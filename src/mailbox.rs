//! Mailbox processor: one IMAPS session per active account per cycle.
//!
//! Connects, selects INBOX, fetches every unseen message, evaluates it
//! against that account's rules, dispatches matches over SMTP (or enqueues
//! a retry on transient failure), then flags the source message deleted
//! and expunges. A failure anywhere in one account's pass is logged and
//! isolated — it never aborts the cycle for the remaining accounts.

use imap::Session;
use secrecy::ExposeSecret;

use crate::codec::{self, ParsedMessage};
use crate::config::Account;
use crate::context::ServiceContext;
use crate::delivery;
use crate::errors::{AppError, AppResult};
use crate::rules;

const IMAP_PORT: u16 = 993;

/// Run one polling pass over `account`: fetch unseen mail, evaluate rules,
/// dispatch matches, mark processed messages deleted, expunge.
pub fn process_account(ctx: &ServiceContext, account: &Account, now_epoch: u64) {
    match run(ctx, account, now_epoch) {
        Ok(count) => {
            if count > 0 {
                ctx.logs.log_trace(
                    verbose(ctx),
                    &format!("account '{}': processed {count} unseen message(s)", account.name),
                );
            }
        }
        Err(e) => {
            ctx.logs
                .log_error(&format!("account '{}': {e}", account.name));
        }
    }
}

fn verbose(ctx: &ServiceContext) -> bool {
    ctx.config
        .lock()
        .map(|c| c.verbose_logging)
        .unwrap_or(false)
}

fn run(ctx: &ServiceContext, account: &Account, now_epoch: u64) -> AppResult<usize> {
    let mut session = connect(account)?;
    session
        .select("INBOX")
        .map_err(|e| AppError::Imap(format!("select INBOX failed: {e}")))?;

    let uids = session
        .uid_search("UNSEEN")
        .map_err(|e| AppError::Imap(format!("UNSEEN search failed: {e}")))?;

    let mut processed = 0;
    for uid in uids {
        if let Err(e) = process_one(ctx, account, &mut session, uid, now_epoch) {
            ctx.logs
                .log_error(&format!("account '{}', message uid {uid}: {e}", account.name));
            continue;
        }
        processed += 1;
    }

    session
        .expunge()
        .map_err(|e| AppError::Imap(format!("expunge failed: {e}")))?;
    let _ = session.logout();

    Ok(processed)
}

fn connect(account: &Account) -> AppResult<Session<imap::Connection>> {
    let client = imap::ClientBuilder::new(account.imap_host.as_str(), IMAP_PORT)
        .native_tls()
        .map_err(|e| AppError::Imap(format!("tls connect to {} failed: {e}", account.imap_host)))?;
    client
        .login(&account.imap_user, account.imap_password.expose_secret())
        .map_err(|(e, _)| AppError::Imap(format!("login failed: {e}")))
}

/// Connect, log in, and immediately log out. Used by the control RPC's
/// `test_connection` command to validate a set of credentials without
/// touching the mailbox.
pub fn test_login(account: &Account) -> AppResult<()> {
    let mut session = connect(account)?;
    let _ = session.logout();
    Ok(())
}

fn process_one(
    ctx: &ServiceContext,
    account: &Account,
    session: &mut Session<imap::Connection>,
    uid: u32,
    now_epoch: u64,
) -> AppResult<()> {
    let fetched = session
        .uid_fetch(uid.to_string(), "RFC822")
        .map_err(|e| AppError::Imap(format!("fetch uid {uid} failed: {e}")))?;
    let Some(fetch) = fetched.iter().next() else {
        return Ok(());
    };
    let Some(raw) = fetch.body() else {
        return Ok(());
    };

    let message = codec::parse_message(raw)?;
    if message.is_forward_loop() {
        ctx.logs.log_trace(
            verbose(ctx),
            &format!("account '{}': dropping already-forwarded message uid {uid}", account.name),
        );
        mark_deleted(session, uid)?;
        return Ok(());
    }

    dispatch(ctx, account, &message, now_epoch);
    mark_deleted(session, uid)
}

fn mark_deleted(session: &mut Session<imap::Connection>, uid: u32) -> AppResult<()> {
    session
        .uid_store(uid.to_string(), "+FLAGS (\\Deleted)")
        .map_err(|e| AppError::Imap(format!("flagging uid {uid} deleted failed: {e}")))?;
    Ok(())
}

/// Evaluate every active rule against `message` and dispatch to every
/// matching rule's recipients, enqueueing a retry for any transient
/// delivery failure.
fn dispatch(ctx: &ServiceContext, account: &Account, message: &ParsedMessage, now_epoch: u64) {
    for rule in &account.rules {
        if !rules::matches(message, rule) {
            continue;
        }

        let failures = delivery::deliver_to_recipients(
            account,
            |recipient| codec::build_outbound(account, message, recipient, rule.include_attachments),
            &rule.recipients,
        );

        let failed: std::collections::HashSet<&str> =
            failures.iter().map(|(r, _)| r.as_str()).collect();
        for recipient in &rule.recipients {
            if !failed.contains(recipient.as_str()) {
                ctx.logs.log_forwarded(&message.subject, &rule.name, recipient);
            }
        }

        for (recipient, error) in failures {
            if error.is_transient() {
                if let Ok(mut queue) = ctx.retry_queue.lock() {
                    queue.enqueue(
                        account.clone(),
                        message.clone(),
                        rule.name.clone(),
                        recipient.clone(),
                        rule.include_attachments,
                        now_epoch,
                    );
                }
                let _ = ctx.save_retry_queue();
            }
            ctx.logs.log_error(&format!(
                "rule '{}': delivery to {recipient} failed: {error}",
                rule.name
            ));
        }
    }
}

----------

Instructions to follow. From the first line to the last, return the data exactly as written.

Answer for this exercise.
filename src/mailbox.rs
//! Mailbox processor: one IMAPS session per active account per cycle.
//!
//! Connects, selects INBOX, fetches every unseen message, evaluates it
//! against that account's rules, dispatches matches over SMTP (or enqueues
//! a retry on transient failure), then flags the source message deleted
//! and expunges. A failure anywhere in one account's pass is logged and
//! isolated — it never aborts the cycle for the remaining accounts.

use imap::Session;
use secrecy::ExposeSecret;

use crate::codec::{self, ParsedMessage};
use crate::config::Account;
use crate::context::ServiceContext;
use crate::delivery;
use crate::errors::{AppError, AppResult};
use crate::rules;

const IMAP_PORT: u16 = 993;

/// Run one polling pass over `account`: fetch unseen mail, evaluate rules,
/// dispatch matches, mark processed messages deleted, expunge.
pub fn process_account(ctx: &ServiceContext, account: &Account, now_epoch: u64) {
    match run(ctx, account, now_epoch) {
        Ok(count) => {
            if count > 0 {
                ctx.logs.log_trace(
                    verbose(ctx),
                    &format!("account '{}': processed {count} unseen message(s)", account.name),
                );
            }
        }
        Err(e) => {
            ctx.logs
                .log_error(&format!("account '{}': {e}", account.name));
        }
    }
}

fn verbose(ctx: &ServiceContext) -> bool {
    ctx.config
        .lock()
        .map(|c| c.verbose_logging)
        .unwrap_or(false)
}

fn run(ctx: &ServiceContext, account: &Account, now_epoch: u64) -> AppResult<usize> {
    let mut session = connect(account)?;
    session
        .select("INBOX")
        .map_err(|e| AppError::Imap(format!("select INBOX failed: {e}")))?;

    let uids = session
        .uid_search("UNSEEN")
        .map_err(|e| AppError::Imap(format!("UNSEEN search failed: {e}")))?;

    let mut processed = 0;
    for uid in uids {
        if let Err(e) = process_one(ctx, account, &mut session, uid, now_epoch) {
            ctx.logs
                .log_error(&format!("account '{}', message uid {uid}: {e}", account.name));
            continue;
        }
        processed += 1;
    }

    session
        .expunge()
        .map_err(|e| AppError::Imap(format!("expunge failed: {e}")))?;
    let _ = session.logout();

    Ok(processed)
}

fn connect(account: &Account) -> AppResult<Session<imap::Connection>> {
    let client = imap::ClientBuilder::new(account.imap_host.as_str(), IMAP_PORT)
        .native_tls()
        .map_err(|e| AppError::Imap(format!("tls connect to {} failed: {e}", account.imap_host)))?;
    client
        .login(&account.imap_user, account.imap_password.expose_secret())
        .map_err(|(e, _)| AppError::Imap(format!("login failed: {e}")))
}

/// Connect, log in, and immediately log out. Used by the control RPC's
/// `test_connection` command to validate a set of credentials without
/// touching the mailbox.
pub fn test_login(account: &Account) -> AppResult<()> {
    let mut session = connect(account)?;
    let _ = session.logout();
    Ok(())
}

fn process_one(
    ctx: &ServiceContext,
    account: &Account,
    session: &mut Session<imap::Connection>,
    uid: u32,
    now_epoch: u64,
) -> AppResult<()> {
    let fetched = session
        .uid_fetch(uid.to_string(), "RFC822")
        .map_err(|e| AppError::Imap(format!("fetch uid {uid} failed: {e}")))?;
    let Some(fetch) = fetched.iter().next() else {
        return Ok(());
    };
    let Some(raw) = fetch.body() else {
        return Ok(());
    };

    let message = codec::parse_message(raw)?;
    if message.is_forward_loop() {
        ctx.logs.log_trace(
            verbose(ctx),
            &format!("account '{}': dropping already-forwarded message uid {uid}", account.name),
        );
        mark_deleted(session, uid)?;
        return Ok(());
    }

    dispatch(ctx, account, &message, now_epoch);
    mark_deleted(session, uid)
}

fn mark_deleted(session: &mut Session<imap::Connection>, uid: u32) -> AppResult<()> {
    session
        .uid_store(uid.to_string(), "+FLAGS (\\Deleted)")
        .map_err(|e| AppError::Imap(format!("flagging uid {uid} deleted failed: {e}")))?;
    Ok(())
}

/// Evaluate every active rule against `message` and dispatch to every
/// matching rule's recipients, enqueueing a retry for any transient
/// delivery failure.
fn dispatch(ctx: &ServiceContext, account: &Account, message: &ParsedMessage, now_epoch: u64) {
    for rule in &account.rules {
        if !rules::matches(message, rule) {
            continue;
        }

        let failures = delivery::deliver_to_recipients(
            account,
            |recipient| codec::build_outbound(account, message, recipient, rule.include_attachments),
            &rule.recipients,
        );

        let failed: std::collections::HashSet<&str> =
            failures.iter().map(|(r, _)| r.as_str()).collect();
        for recipient in &rule.recipients {
            if !failed.contains(recipient.as_str()) {
                ctx.logs.log_forwarded(&message.subject, &rule.name, recipient);
            }
        }

        for (recipient, error) in failures {
            if error.is_transient() {
                if let Ok(mut queue) = ctx.retry_queue.lock() {
                    queue.enqueue(
                        account.clone(),
                        message.clone(),
                        rule.name.clone(),
                        recipient.clone(),
                        rule.include_attachments,
                        now_epoch,
                    );
                }
                let _ = ctx.save_retry_queue();
            }
            ctx.logs.log_error(&format!(
                "rule '{}': delivery to {recipient} failed: {error}",
                rule.name
            ));
        }
    }
}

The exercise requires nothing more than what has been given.